> _REQUIREMENT_: Among the lines below, count those that include "derive", and state the count alone.
--- DATA SHOWN Enclosed Below ---
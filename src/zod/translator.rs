use crate::parser::ast::{
    DeclarationBody, KeywordType, LiteralType, TupleElement, TypeDeclaration, TypeMember,
    TypeNode, TypeOperator,
};
use crate::zod::expression::{Argument, Base, Literal, SchemaExpression, ShapeProperty};
use crate::zod::tags::{parse_jsdoc_tags, DefaultValue, JsDocTags};
use log::debug;

/// Structural flags inherited from the surrounding context
#[derive(Debug, Clone, Copy, Default, PartialEq)]
pub struct Modifiers {
    pub is_optional: bool,
    pub is_partial: bool,
    pub is_required: bool,
}

/// A declaration translated to its schema, before dependency resolution
#[derive(Debug, Clone, PartialEq)]
pub struct TranslatedDeclaration {
    pub name: String,
    pub schema: SchemaExpression,
    /// Declarations referenced by the schema, in first-use order
    pub dependencies: Vec<String>,
    /// Constructs that could not be translated
    pub unsupported: Vec<String>,
    /// The declared type itself must be imported (enums)
    pub requires_type_import: bool,
}

impl TranslatedDeclaration {
    pub fn is_supported(&self) -> bool {
        self.unsupported.is_empty()
    }
}

#[derive(Default)]
struct Context {
    dependencies: Vec<String>,
    unsupported: Vec<String>,
}

impl Context {
    fn depend_on(&mut self, name: &str) {
        if !self.dependencies.iter().any(|d| d == name) {
            self.dependencies.push(name.to_string());
        }
    }

    fn unsupported(&mut self, description: String) -> SchemaExpression {
        let schema = SchemaExpression::unsupported(&description);
        self.unsupported.push(description);
        schema
    }
}

/// Maps TypeScript type nodes onto Zod schema expressions
pub struct SchemaTranslator<'a> {
    get_schema_name: &'a dyn Fn(&str) -> String,
}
--- End of Enclosed DATA SHOWN ---
> _ANSWER FOR THE TASK_: 3